TASK TO COMPLETE: The required output is the lines below from the line containing "Decimal) -> PaymentNotification" to the line containing "start_date: date!(2026 - 08", inclusive, retyped exactly. No other lines belong in it.

(Stored data entries)
// SPDX-License-Identifier: AGPL-3.0-or-later
//
// Copyright (C) 2025 Daniel Negri
//
// This program is free software: you can redistribute it and/or modify
// it under the terms of the GNU Affero General Public License as published by
// the Free Software Foundation, either version 3 of the License, or
// (at your option) any later version.
//
// This program is distributed in the hope that it will be useful,
// but WITHOUT ANY WARRANTY; without even the implied warranty of
// MERCHANTABILITY or FITNESS FOR A PARTICULAR PURPOSE. See the
// GNU Affero General Public License for more details.
//
// You should have received a copy of the GNU Affero General Public License
// along with this program. If not, see <https://www.gnu.org/licenses/>.

//! Error types for the booking engine.

use crate::transaction::TransactionStatus;
use rust_decimal::Decimal;
use thiserror::Error;

/// Booking engine errors.
#[derive(Error, Debug, Clone, PartialEq, Eq)]
pub enum BookingError {
    /// Input failed shape validation; nothing was mutated
    #[error("invalid request: {0}")]
    Validation(String),

    /// Unknown transaction, device, or order reference
    #[error("{0} not found")]
    NotFound(String),

    /// Duplicate serial number or device already claimed
    #[error("conflict: {0}")]
    Conflict(String),

    /// State machine guard rejected the transition
    #[error("cannot {event} a transaction in {from}")]
    InvalidTransition {
        from: TransactionStatus,
        event: &'static str,
    },

    /// Tracker device pool is exhausted
    #[error("no tracker device available")]
    NoDeviceAvailable,

    /// Gateway-reported gross amount does not match the stored total
    #[error("reported amount {reported} does not match expected total {expected}")]
    FraudSuspected { expected: Decimal, reported: Decimal },

    /// Pricing collaborator could not supply a price
    #[error("pricing unavailable: {0}")]
    PricingUnavailable(String),

    /// Network or timeout failure talking to the payment gateway
    #[error("payment gateway error: {0}")]
    Gateway(String),
}
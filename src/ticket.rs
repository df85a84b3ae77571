// SPDX-License-Identifier: AGPL-3.0-or-later
//
// Copyright (C) 2025 Daniel Negri
//
// This program is free software: you can redistribute it and/or modify
// it under the terms of the GNU Affero General Public License as published by
// the Free Software Foundation, either version 3 of the License, or
// (at your option) any later version.
//
// This program is distributed in the hope that it will be useful,
// but WITHOUT ANY WARRANTY; without even the implied warranty of
// MERCHANTABILITY or FITNESS FOR A PARTICULAR PURPOSE. See the
// GNU Affero General Public License for more details.
//
// You should have received a copy of the GNU Affero General Public License
// along with this program. If not, see <https://www.gnu.org/licenses/>.

//! Ticket line items.
//!
//! A ticket is one hiker's entry record inside a transaction. It has no
//! lifecycle of its own: it is created with the transaction and the unit
//! price is snapshotted at that moment, so later price table changes never
//! drift an existing booking's total.

use crate::error::BookingError;
use rust_decimal::Decimal;
use serde::{Deserialize, Serialize};

/// Hiker category used for price lookup.
#[derive(Debug, Clone, Copy, PartialEq, Eq, Hash, Serialize, Deserialize)]
#[serde(rename_all = "lowercase")]
pub enum TicketCategory {
    Domestic,
    International,
}

/// Accepted identity document kinds.
#[derive(Debug, Clone, Copy, PartialEq, Eq, Serialize, Deserialize)]
#[serde(rename_all = "lowercase")]
pub enum IdentificationType {
    Nik,
    Passport,
}

/// Ticket fields as submitted by the customer, before pricing.
#[derive(Debug, Clone, Serialize, Deserialize)]
pub struct TicketDraft {
    pub hiker_name: String,
    pub category: TicketCategory,
    pub identification_type: IdentificationType,
    pub identification_number: String,
    pub address: String,
    pub phone_number: String,
}

impl TicketDraft {
    /// Validates the identity fields required for a permit.
    pub fn validate(&self) -> Result<(), BookingError> {
        required("hiker_name", &self.hiker_name)?;
        required("identification_number", &self.identification_number)?;
        required("address", &self.address)?;
        required("phone_number", &self.phone_number)?;

        // NIK is the 16-digit Indonesian national identity number.
        if self.identification_type == IdentificationType::Nik {
            let nik = self.identification_number.trim();
            if nik.len() != 16 || !nik.bytes().all(|b| b.is_ascii_digit()) {
                return Err(BookingError::Validation(
                    "identification number must be a 16-digit NIK".into(),
                ));
            }
        }
        Ok(())
    }
}

fn required(field: &str, value: &str) -> Result<(), BookingError> {
    if value.trim().is_empty() {
        return Err(BookingError::Validation(format!(
            "ticket field '{field}' is required"
        )));
    }
    Ok(())
}

/// Ticket line item owned by its parent transaction.
#[derive(Debug, Clone, Serialize, Deserialize)]
pub struct Ticket {
    pub hiker_name: String,
    pub category: TicketCategory,
    pub identification_type: IdentificationType,
    pub identification_number: String,
    pub address: String,
    pub phone_number: String,
    /// Unit price snapshot taken when the transaction was created.
    pub unit_price: Decimal,
}

impl Ticket {
    pub fn from_draft(draft: TicketDraft, unit_price: Decimal) -> Self {
        Self {
            hiker_name: draft.hiker_name,
            category: draft.category,
            identification_type: draft.identification_type,
            identification_number: draft.identification_number,
            address: draft.address,
            phone_number: draft.phone_number,
            unit_price,
        }
    }
}
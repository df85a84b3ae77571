// SPDX-License-Identifier: AGPL-3.0-or-later
//
// Copyright (C) 2025 Daniel Negri
//
// This program is free software: you can redistribute it and/or modify
// it under the terms of the GNU Affero General Public License as published by
// the Free Software Foundation, either version 3 of the License, or
// (at your option) any later version.
//
// This program is distributed in the hope that it will be useful,
// but WITHOUT ANY WARRANTY; without even the implied warranty of
// MERCHANTABILITY or FITNESS FOR A PARTICULAR PURPOSE. See the
// GNU Affero General Public License for more details.
//
// You should have received a copy of the GNU Affero General Public License
// along with this program. If not, see <https://www.gnu.org/licenses/>.

//! Deadlock detection tests using parking_lot's built-in deadlock detector.
//!
//! The engine's lock discipline is: transaction mutex first, then a
//! device's state lock; the registry never takes transaction locks. These
//! tests hammer the real engine from many threads while a watcher checks
//! the lock graph for cycles.

use parking_lot::deadlock;
use rust_decimal::Decimal;
use rust_decimal_macros::dec;
use std::sync::Arc;
use std::sync::atomic::{AtomicBool, Ordering};
use std::thread;
use std::time::Duration;
use time::macros::date;
use time::OffsetDateTime;
use trailpass_rs::{
    AlertQueue, BookingOrchestrator, DeviceAssignment, DeviceRegistry, IdentificationType,
    NewBooking, PaymentNotification, PaymentReconciler, PriceTable, ReconcilerConfig,
    SandboxGateway, TicketCategory, TicketDraft, TransactionId, TransactionStatus,
    TransactionStore, UserId,
};

struct TestEngine {
    registry: Arc<DeviceRegistry>,
    booking: Arc<BookingOrchestrator>,
    reconciler: Arc<PaymentReconciler>,
    assignment: Arc<DeviceAssignment>,
}

fn engine_with_devices(count: usize) -> TestEngine {
    let store = Arc::new(TransactionStore::new());
    let registry = Arc::new(DeviceRegistry::new());
    let alerts = Arc::new(AlertQueue::new());
    for n in 1..=count {
        registry.register(&format!("T{n:03}")).unwrap();
    }
    let pricing = Arc::new(PriceTable::new());
    pricing.set(TicketCategory::Domestic, dec!(100000));

    let assignment = Arc::new(DeviceAssignment::new(
        Arc::clone(&store),
        Arc::clone(&registry),
        Arc::clone(&alerts),
    ));
    let booking = Arc::new(BookingOrchestrator::new(
        Arc::clone(&store),
        pricing,
        Arc::clone(&assignment),
    ));
    let reconciler = Arc::new(PaymentReconciler::new(
        store,
        Arc::clone(&registry),
        Arc::new(SandboxGateway),
        alerts,
        ReconcilerConfig::default(),
    ));
    TestEngine {
        registry,
        booking,
        reconciler,
        assignment,
    }
}

fn settlement(id: TransactionId, gateway_ref: &str, amount: Decimal) -> PaymentNotification {
    PaymentNotification {
        order_id: id.order_ref(),
        transaction_id: gateway_ref.into(),
        transaction_status: "settlement".into(),
        gross_amount: amount.to_string(),
        transaction_time: OffsetDateTime::now_utc(),
    }
}

async fn pending_booking(engine: &TestEngine) -> TransactionId {
    let view = engine
        .booking
        .create_transaction(NewBooking {
            user_id: UserId::new(),
            start_date: date!(2026 - 08 - 10),
            end_date: date!(2026 - 08 - 12),
            tickets: vec![TicketDraft {
                hiker_name: "Ayu Lestari".into(),
                category: TicketCategory::Domestic,
                identification_type: IdentificationType::Nik,
                identification_number: "3507112209900001".into(),
                address: "Malang".into(),
                phone_number: "081234567890".into(),
            }],
        })
        .unwrap();
    engine.reconciler.create_payment_link(view.id).await.unwrap();
    view.id
}

/// Spawns a watcher that flags any deadlock the detector finds while the
/// closure's worker threads run.
fn with_deadlock_watch(workers: impl FnOnce()) {
    let stop = Arc::new(AtomicBool::new(false));
    let found = Arc::new(AtomicBool::new(false));

    let watcher = {
        let stop = Arc::clone(&stop);
        let found = Arc::clone(&found);
        thread::spawn(move || {
            while !stop.load(Ordering::Relaxed) {
                thread::sleep(Duration::from_millis(50));
                if !deadlock::check_deadlock().is_empty() {
                    found.store(true, Ordering::Relaxed);
                    return;
                }
            }
        })
    };

    workers();

    stop.store(true, Ordering::Relaxed);
    watcher.join().unwrap();
    assert!(!found.load(Ordering::Relaxed), "deadlock detected");
}

#[tokio::test(flavor = "multi_thread")]
async fn mixed_workload_has_no_lock_cycles() {
    let engine = engine_with_devices(8);

    // 24 bookings all waiting for payment; more than the pool can hold.
    let mut ids = Vec::new();
    for _ in 0..24 {
        ids.push(pending_booking(&engine).await);
    }
    let ids = Arc::new(ids);

    let engine = Arc::new(engine);
    with_deadlock_watch(|| {
        let mut handles = Vec::new();

        // Webhook deliveries, two threads racing over the same ids.
        for t in 0..2 {
            let engine = Arc::clone(&engine);
            let ids = Arc::clone(&ids);
            handles.push(thread::spawn(move || {
                for (i, id) in ids.iter().enumerate() {
                    let _ = engine
                        .reconciler
                        .handle_webhook(&settlement(*id, &format!("mid-{t}-{i}"), dec!(100000)));
                }
            }));
        }

        // Staff completing and cancelling whatever has activated.
        {
            let engine = Arc::clone(&engine);
            let ids = Arc::clone(&ids);
            handles.push(thread::spawn(move || {
                for id in ids.iter() {
                    let _ = engine.booking.update_status(*id, TransactionStatus::Completed);
                }
            }));
        }
        {
            let engine = Arc::clone(&engine);
            let ids = Arc::clone(&ids);
            handles.push(thread::spawn(move || {
                for id in ids.iter().rev() {
                    let _ = engine.booking.cancel(*id);
                }
            }));
        }

        // Staff corrections racing the settlements and completions.
        {
            let engine = Arc::clone(&engine);
            let ids = Arc::clone(&ids);
            handles.push(thread::spawn(move || {
                for id in ids.iter() {
                    let _ = engine.assignment.reassign(*id, "T001");
                }
            }));
        }

        // Readers walking the pool and the bookings.
        {
            let engine = Arc::clone(&engine);
            let ids = Arc::clone(&ids);
            handles.push(thread::spawn(move || {
                for id in ids.iter() {
                    let _ = engine.booking.get(*id);
                    let _ = engine.registry.list();
                }
            }));
        }

        for handle in handles {
            handle.join().unwrap();
        }
    });

    // Whatever interleaving happened, the invariants hold: every active
    // booking holds exactly one device and every held device points back
    // at an active booking.
    let mut held = 0;
    for id in ids.iter() {
        let view = engine.booking.get(*id).unwrap();
        match view.status {
            TransactionStatus::Active => {
                let serial = view.device_serial.expect("active booking without device");
                assert_eq!(engine.registry.holder_of(&serial), Some(*id));
                held += 1;
            }
            _ => assert_eq!(view.device_serial, None),
        }
    }
    assert_eq!(engine.registry.len() - engine.registry.available_count(), held);
}

#[tokio::test(flavor = "multi_thread")]
async fn contended_single_device_has_no_lock_cycles() {
    let engine = engine_with_devices(1);
    let mut ids = Vec::new();
    for _ in 0..8 {
        ids.push(pending_booking(&engine).await);
    }
    let ids = Arc::new(ids);
    let engine = Arc::new(engine);

    with_deadlock_watch(|| {
        let mut handles = Vec::new();
        for t in 0..4 {
            let engine = Arc::clone(&engine);
            let ids = Arc::clone(&ids);
            handles.push(thread::spawn(move || {
                for (i, id) in ids.iter().enumerate() {
                    let _ = engine
                        .reconciler
                        .handle_webhook(&settlement(*id, &format!("mid-{t}-{i}"), dec!(100000)));
                    let _ = engine.booking.update_status(*id, TransactionStatus::Completed);
                }
            }));
        }
        for handle in handles {
            handle.join().unwrap();
        }
    });

    // The single device must have ended up either free or held by exactly
    // one still-active booking.
    let active: Vec<_> = ids
        .iter()
        .filter(|id| engine.booking.get(**id).unwrap().status == TransactionStatus::Active)
        .collect();
    assert!(active.len() <= 1);
    assert_eq!(
        engine.registry.available_count() == 1,
        active.is_empty(),
    );
}
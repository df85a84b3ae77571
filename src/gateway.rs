// SPDX-License-Identifier: AGPL-3.0-or-later
//
// Copyright (C) 2025 Daniel Negri
//
// This program is free software: you can redistribute it and/or modify
// it under the terms of the GNU Affero General Public License as published by
// the Free Software Foundation, either version 3 of the License, or
// (at your option) any later version.
//
// This program is distributed in the hope that it will be useful,
// but WITHOUT ANY WARRANTY; without even the implied warranty of
// MERCHANTABILITY or FITNESS FOR A PARTICULAR PURPOSE. See the
// GNU Affero General Public License for more details.
//
// You should have received a copy of the GNU Affero General Public License
// along with this program. If not, see <https://www.gnu.org/licenses/>.

//! Payment gateway boundary.
//!
//! The gateway is an untrusted, retrying external caller: notifications
//! arrive at least once and possibly out of order. Signature validation
//! happens upstream; this module only models the payload and the outbound
//! link-creation call.

use crate::error::BookingError;
use async_trait::async_trait;
use rust_decimal::Decimal;
use serde::{Deserialize, Serialize};
use time::OffsetDateTime;

/// Payment status strings the gateway reports.
#[derive(Debug, Clone, Copy, PartialEq, Eq)]
pub enum GatewayStatus {
    Settlement,
    Capture,
    Success,
    Pending,
    Expire,
    Cancel,
    Deny,
}

impl GatewayStatus {
    pub fn parse(s: &str) -> Option<Self> {
        match s.trim().to_ascii_lowercase().as_str() {
            "settlement" => Some(Self::Settlement),
            "capture" => Some(Self::Capture),
            "success" => Some(Self::Success),
            "pending" => Some(Self::Pending),
            "expire" => Some(Self::Expire),
            "cancel" => Some(Self::Cancel),
            "deny" => Some(Self::Deny),
            _ => None,
        }
    }

    /// Statuses that report captured money.
    pub fn is_success(self) -> bool {
        matches!(self, Self::Settlement | Self::Capture | Self::Success)
    }

    /// Statuses that report a dead payment attempt.
    pub fn is_failure(self) -> bool {
        matches!(self, Self::Expire | Self::Cancel | Self::Deny)
    }

    pub fn as_str(self) -> &'static str {
        match self {
            Self::Settlement => "settlement",
            Self::Capture => "capture",
            Self::Success => "success",
            Self::Pending => "pending",
            Self::Expire => "expire",
            Self::Cancel => "cancel",
            Self::Deny => "deny",
        }
    }
}

/// Webhook payload pushed by the gateway.
///
/// `gross_amount` arrives as a string on the wire and is parsed on use.
#[derive(Debug, Clone, Serialize, Deserialize)]
pub struct PaymentNotification {
    /// Merchant order reference (the transaction id in string form).
    pub order_id: String,
    /// Gateway-side transaction reference; the idempotency key.
    pub transaction_id: String,
    pub transaction_status: String,
    pub gross_amount: String,
    #[serde(with = "time::serde::rfc3339")]
    pub transaction_time: OffsetDateTime,
}

impl PaymentNotification {
    pub fn status(&self) -> Option<GatewayStatus> {
        GatewayStatus::parse(&self.transaction_status)
    }

    pub fn amount(&self) -> Option<Decimal> {
        self.gross_amount.trim().parse::<Decimal>().ok()
    }
}

/// Outbound payment-link creation call.
///
/// The only operation in the core that crosses the network; callers bound
/// it with a timeout and never hold entity locks across the await.
#[async_trait]
pub trait PaymentGateway: Send + Sync {
    async fn create_link(&self, order_ref: &str, amount: Decimal) -> Result<String, BookingError>;
}

/// Gateway stand-in issuing deterministic links without network I/O.
///
/// Used by the replay CLI, the demo server, and tests.
#[derive(Debug, Default)]
pub struct SandboxGateway;

#[async_trait]
impl PaymentGateway for SandboxGateway {
    async fn create_link(&self, order_ref: &str, _amount: Decimal) -> Result<String, BookingError> {
        Ok(format!("https://pay.sandbox.example/links/{order_ref}"))
    }
}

SOLUTION TO THIS TASK:
fn settlement(id: TransactionId, gateway_ref: &str, amount: Decimal) -> PaymentNotification {
    PaymentNotification {
        order_id: id.order_ref(),
        transaction_id: gateway_ref.into(),
        transaction_status: "settlement".into(),
        gross_amount: amount.to_string(),
        transaction_time: OffsetDateTime::now_utc(),
    }
}

async fn pending_booking(engine: &TestEngine) -> TransactionId {
    let view = engine
        .booking
        .create_transaction(NewBooking {
            user_id: UserId::new(),
            start_date: date!(2026 - 08 - 10),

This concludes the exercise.